Please go through the listing below and count the lines where the string "ReceiveTimeoutError" appears. Answer with the number only.

- DATA IN THIS EXERCISE:
● ● ● ● ●

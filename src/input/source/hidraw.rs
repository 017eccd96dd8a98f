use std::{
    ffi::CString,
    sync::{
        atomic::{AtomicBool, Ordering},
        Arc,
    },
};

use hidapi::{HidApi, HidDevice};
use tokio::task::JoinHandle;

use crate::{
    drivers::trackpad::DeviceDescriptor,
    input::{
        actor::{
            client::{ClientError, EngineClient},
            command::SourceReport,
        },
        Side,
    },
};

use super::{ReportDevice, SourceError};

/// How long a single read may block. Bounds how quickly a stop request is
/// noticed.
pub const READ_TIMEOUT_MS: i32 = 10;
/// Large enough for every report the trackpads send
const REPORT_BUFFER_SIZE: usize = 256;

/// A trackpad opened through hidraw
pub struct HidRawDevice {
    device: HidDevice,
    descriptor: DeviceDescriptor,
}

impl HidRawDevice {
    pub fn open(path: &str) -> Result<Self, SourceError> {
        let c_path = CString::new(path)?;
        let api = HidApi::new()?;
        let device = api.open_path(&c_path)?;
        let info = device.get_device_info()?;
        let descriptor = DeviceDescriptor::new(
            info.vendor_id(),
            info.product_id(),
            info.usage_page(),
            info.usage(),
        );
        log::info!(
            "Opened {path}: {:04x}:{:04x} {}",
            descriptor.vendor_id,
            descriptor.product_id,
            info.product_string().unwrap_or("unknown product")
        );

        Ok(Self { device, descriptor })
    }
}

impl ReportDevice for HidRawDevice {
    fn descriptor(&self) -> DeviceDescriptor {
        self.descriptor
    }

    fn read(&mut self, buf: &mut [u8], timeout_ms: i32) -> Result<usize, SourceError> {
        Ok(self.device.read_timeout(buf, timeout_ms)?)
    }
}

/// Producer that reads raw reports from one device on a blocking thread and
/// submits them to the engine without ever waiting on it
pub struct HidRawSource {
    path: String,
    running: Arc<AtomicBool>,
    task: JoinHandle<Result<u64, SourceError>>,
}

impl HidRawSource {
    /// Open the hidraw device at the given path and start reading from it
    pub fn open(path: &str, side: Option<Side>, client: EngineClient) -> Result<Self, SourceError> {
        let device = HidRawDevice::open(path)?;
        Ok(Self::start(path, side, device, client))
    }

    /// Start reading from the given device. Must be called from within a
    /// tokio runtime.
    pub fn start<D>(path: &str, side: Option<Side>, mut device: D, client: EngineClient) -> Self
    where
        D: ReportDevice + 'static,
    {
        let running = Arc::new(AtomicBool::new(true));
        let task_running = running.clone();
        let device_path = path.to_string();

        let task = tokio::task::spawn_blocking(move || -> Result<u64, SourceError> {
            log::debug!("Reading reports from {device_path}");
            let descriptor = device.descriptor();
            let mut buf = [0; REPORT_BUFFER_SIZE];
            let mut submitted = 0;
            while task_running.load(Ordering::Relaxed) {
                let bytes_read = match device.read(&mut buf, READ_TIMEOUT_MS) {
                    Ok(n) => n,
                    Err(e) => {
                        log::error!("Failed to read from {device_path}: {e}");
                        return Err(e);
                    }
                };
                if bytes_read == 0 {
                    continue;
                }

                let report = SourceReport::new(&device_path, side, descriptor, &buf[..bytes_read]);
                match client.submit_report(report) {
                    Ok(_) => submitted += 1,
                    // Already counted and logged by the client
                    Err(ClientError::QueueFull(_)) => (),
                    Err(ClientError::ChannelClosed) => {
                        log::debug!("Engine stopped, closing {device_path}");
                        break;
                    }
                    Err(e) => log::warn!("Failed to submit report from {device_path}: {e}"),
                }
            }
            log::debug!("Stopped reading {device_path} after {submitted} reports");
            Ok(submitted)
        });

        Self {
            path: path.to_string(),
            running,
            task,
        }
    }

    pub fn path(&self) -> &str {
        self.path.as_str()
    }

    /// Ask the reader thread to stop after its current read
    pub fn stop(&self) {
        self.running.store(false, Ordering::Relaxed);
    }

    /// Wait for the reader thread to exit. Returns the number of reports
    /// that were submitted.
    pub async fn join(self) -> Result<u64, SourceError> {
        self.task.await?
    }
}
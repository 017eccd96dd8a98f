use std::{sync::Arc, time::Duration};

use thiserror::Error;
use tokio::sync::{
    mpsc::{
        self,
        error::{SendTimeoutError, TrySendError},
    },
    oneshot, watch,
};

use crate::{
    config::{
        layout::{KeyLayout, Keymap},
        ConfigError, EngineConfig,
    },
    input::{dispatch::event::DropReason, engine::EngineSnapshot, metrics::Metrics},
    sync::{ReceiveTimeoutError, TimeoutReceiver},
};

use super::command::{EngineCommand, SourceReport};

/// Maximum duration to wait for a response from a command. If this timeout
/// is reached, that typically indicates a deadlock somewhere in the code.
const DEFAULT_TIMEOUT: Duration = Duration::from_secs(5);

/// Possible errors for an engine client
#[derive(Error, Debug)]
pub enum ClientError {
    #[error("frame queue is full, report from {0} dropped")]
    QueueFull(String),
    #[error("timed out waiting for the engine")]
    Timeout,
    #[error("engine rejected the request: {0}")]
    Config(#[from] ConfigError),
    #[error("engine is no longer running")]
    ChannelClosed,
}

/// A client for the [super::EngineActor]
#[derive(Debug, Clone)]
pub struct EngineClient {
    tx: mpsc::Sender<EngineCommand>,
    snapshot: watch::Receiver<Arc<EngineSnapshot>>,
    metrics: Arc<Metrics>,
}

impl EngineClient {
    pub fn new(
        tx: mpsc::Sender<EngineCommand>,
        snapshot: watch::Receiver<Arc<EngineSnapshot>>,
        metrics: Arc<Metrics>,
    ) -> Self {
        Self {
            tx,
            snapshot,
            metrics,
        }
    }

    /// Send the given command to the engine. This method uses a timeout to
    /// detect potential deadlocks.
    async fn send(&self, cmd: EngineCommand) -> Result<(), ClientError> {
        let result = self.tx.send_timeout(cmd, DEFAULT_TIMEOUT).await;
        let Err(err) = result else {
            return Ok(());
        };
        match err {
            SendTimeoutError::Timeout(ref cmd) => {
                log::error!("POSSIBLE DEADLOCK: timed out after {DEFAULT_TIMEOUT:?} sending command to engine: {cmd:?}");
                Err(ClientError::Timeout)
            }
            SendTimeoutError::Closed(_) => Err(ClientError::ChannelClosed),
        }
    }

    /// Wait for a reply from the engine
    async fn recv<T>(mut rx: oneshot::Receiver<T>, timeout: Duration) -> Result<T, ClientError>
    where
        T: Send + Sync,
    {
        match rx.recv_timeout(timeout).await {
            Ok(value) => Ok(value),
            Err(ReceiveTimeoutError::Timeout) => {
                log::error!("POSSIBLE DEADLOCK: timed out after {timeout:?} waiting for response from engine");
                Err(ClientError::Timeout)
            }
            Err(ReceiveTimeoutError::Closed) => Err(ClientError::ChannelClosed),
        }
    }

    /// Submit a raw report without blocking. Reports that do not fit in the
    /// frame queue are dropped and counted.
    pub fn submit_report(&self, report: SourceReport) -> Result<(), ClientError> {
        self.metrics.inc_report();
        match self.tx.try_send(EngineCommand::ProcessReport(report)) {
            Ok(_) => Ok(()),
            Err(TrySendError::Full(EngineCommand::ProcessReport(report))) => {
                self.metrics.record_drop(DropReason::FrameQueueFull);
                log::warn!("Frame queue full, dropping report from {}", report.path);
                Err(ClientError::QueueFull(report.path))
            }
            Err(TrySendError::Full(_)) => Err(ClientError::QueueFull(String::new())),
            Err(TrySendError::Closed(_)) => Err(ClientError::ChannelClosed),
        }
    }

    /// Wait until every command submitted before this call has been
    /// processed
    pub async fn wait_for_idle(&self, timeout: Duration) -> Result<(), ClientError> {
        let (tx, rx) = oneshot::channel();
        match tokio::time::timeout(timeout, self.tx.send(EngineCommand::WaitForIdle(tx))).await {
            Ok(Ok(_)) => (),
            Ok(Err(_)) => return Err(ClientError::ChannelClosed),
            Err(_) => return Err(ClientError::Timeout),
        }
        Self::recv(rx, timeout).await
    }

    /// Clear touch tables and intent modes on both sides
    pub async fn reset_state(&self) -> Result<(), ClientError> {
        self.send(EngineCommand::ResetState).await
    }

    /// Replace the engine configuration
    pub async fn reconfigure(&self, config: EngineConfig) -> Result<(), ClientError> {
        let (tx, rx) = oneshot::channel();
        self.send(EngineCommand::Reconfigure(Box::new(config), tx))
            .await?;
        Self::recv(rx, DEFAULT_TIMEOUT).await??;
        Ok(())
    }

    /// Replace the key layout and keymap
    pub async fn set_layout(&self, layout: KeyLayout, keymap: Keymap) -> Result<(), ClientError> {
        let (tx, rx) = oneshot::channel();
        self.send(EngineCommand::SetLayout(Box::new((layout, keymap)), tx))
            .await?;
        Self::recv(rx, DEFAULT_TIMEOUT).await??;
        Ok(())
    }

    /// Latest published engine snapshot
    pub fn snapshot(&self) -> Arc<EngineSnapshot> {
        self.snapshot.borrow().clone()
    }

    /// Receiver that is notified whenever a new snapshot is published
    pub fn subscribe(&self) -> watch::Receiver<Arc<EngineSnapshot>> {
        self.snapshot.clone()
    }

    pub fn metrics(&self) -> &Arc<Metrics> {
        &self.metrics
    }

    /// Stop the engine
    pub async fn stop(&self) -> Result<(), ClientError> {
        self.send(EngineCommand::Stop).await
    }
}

● ● ● ● ●

- EXERCISE RESULT: 3